There’s plenty of directly political content on Son Volt’s new album, Union, but the gently rocking “Devil May Care,” premiering exclusively below, is what group leader Jay Farrar calls “some counter-balance” to the more topical fare.
“I kind of burned out about midway through the recording and I decided that some of the songs needed to embody a more regular rock ethos and be non-topical,” said Farrar, who started Son Volt in 1994 after the break-up of Uncle Tupelo. With “Devil May Care,” he explains, “I was thinking about bands like the Replacements, who would fall off the stage in the first chords of their songs, the Stones, the Who.” Lyrically, he adds, the song channels “the flowery language put on a lot of music equipment packaging– ‘stellar magnetic winding’ from string packages or something, that kind of Guitar Center reality.”
Those lighter moments aside, Union, due out March 29 on Thirty Tigers, packs a potent punch as Farrar comments on present circumstances in songs such as “While Rome Burns,” “The 99,” “The Symbol” (inspired by Woody Guthrie’s “Deportee (Plane Wreck at Los Gatos)”), “Lady Liberty” and the title track. The band even recorded some of them in symbolically strong locations such as the Woody Guthrie Center in Tulsa, Okla., and the Mother Jones Museum in Mount Olive, Ill.

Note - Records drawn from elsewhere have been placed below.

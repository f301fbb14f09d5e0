//! Intercepted request descriptors.

use std::fmt;
use std::str::FromStr;

use serde::{Deserialize, Serialize};
use url::Url;

use crate::Error;
use crate::cache::hash::compute_request_key;

/// How the request was issued by the page.
#[derive(Debug, Clone, Copy, Default, PartialEq, Eq, Serialize, Deserialize, schemars::JsonSchema)]
#[serde(rename_all = "kebab-case")]
pub enum RequestMode {
    /// A full-document navigation.
    Navigate,
    SameOrigin,
    #[default]
    NoCors,
    Cors,
}

impl FromStr for RequestMode {
    type Err = Error;

    fn from_str(s: &str) -> Result<Self, Self::Err> {
        match s {
            "navigate" => Ok(RequestMode::Navigate),
            "same-origin" => Ok(RequestMode::SameOrigin),
            "no-cors" => Ok(RequestMode::NoCors),
            "cors" => Ok(RequestMode::Cors),
            other => Err(Error::InvalidInput(format!("unknown request mode: {other}"))),
        }
    }
}

/// The kind of resource the request is for.
///
/// `Empty` covers fetches that are not sub-resource loads (`fetch()`,
/// beacons, and so on).
#[derive(Debug, Clone, Copy, Default, PartialEq, Eq, Serialize, Deserialize, schemars::JsonSchema)]
#[serde(rename_all = "lowercase")]
pub enum Destination {
    #[default]
    #[serde(rename = "")]
    Empty,
    Document,
    Image,
    Script,
    Style,
    Font,
    Manifest,
    Worker,
}

impl Destination {
    pub fn is_empty(self) -> bool {
        self == Destination::Empty
    }
}

impl FromStr for Destination {
    type Err = Error;

    fn from_str(s: &str) -> Result<Self, Self::Err> {
        match s {
            "" => Ok(Destination::Empty),
            "document" => Ok(Destination::Document),
            "image" => Ok(Destination::Image),
            "script" => Ok(Destination::Script),
            "style" => Ok(Destination::Style),
            "font" => Ok(Destination::Font),
            "manifest" => Ok(Destination::Manifest),
            "worker" => Ok(Destination::Worker),
            other => Err(Error::InvalidInput(format!("unknown request destination: {other}"))),
        }
    }
}

/// Stable key addressing a cache entry: method plus absolute URL.
#[derive(Debug, Clone, PartialEq, Eq, Hash)]
pub struct RequestIdentity(String);

impl RequestIdentity {
    pub fn as_str(&self) -> &str {
        &self.0
    }
}

impl fmt::Display for RequestIdentity {
    fn fmt(&self, f: &mut fmt::Formatter<'_>) -> fmt::Result {
        f.write_str(&self.0)
    }
}

/// A request routed through the engine.
#[derive(Debug, Clone, PartialEq, Eq)]
pub struct Request {
    pub url: Url,
    pub method: String,
    pub mode: RequestMode,
    pub destination: Destination,
}

impl Request {
    /// A plain `GET` with no-cors mode and an empty destination.
    pub fn get(mut url: Url) -> Self {
        url.set_fragment(None);
        Self { url, method: "GET".to_string(), mode: RequestMode::default(), destination: Destination::default() }
    }

    /// Parse and build a `GET` request.
    pub fn parse(url: &str) -> Result<Self, Error> {
        let url = Url::parse(url.trim()).map_err(|e| Error::InvalidUrl(format!("{url}: {e}")))?;
        Ok(Self::get(url))
    }

    pub fn with_mode(mut self, mode: RequestMode) -> Self {
        self.mode = mode;
        self
    }

    pub fn with_destination(mut self, destination: Destination) -> Self {
        self.destination = destination;
        self
    }

    pub fn with_method(mut self, method: &str) -> Self {
        self.method = method.to_ascii_uppercase();
        self
    }

    /// Only `GET` requests are looked up in or written to a partition.
    pub fn is_cacheable_method(&self) -> bool {
        self.method == "GET"
    }

    pub fn identity(&self) -> RequestIdentity {
        RequestIdentity(compute_request_key(&self.method, self.url.as_str()))
    }
}

#[cfg(test)]
mod tests {
    use super::*;

    #[test]
    fn test_get_strips_fragment() {
        let request = Request::parse("https://example.org/app.js#v2").unwrap();
        assert_eq!(request.url.as_str(), "https://example.org/app.js");
        assert_eq!(request.method, "GET");
    }

    #[test]
    fn test_identity_depends_on_method() {
        let get = Request::parse("https://example.org/a").unwrap();
        let head = get.clone().with_method("head");
        assert_eq!(head.method, "HEAD");
        assert_ne!(get.identity(), head.identity());
        assert!(!head.is_cacheable_method());
    }

    #[test]
    fn test_identity_ignores_mode_and_destination() {
        let plain = Request::parse("https://example.org/a").unwrap();
        let navigate = plain.clone().with_mode(RequestMode::Navigate).with_destination(Destination::Document);
        assert_eq!(plain.identity(), navigate.identity());
    }

    #[test]
    fn test_parse_mode_and_destination() {
        assert_eq!("navigate".parse::<RequestMode>().unwrap(), RequestMode::Navigate);
        assert_eq!("".parse::<Destination>().unwrap(), Destination::Empty);
        assert_eq!("image".parse::<Destination>().unwrap(), Destination::Image);
        assert!("websocket".parse::<RequestMode>().is_err());
    }

    #[test]
    fn test_destination_serde_empty() {
        let json = serde_json::to_string(&Destination::Empty).unwrap();
        assert_eq!(json, "\"\"");
        let back: Destination = serde_json::from_str("\"style\"").unwrap();
        assert_eq!(back, Destination::Style);
    }

    #[test]
    fn test_parse_invalid_url() {
        assert!(matches!(Request::parse("not a url"), Err(Error::InvalidUrl(_))));
    }
}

“I was raised around folk music and political commentary,” Farrar notes. “I’ve listened to Woody Guthrie and Bob Dylan enough over the years, so it just felt like second nature. I felt it was my job, in a way.I’m a musician, what can I do to potentially help or change somebody’s thinking? What I can do is write, so I did.”
Union is a more straightforward, twangy Americana outing than its predecessor, 2017’s Notes of Blue. After experimenting with alternate tunings and blues styling, Farrar and company have returned to standard tunings, with Chris Frame handling most of the solos. “With alternate tunings the parameters are sort of set for you,” Farrar notes. “With standard tuning you can go anywhere, wherever the inspiration took me. So there’s lot of variety on(Union), which I was happy about.”
Union also comes after the publication of Uncle Tupelo band mate Jeff Tweedy’s memoir “Let’s Go (So We Can Get Back),” in which he pulls no punches in writing about his mercurial relationship with Farrar. “I haven’t read it,” says Farrar, who’s also recorded a pair of new Gob Iron songs with Varnaline’s Anders Parker for April 13’s Record Store Day (the duo’s 2006 album Death Songs for the Living is being reissued as well). “People tell me he got some things wrong. The main way it impacts me right now is questions in interviews. It used to be Tweedy questions were number 10, now they come in three or five. But that’s about it, really.”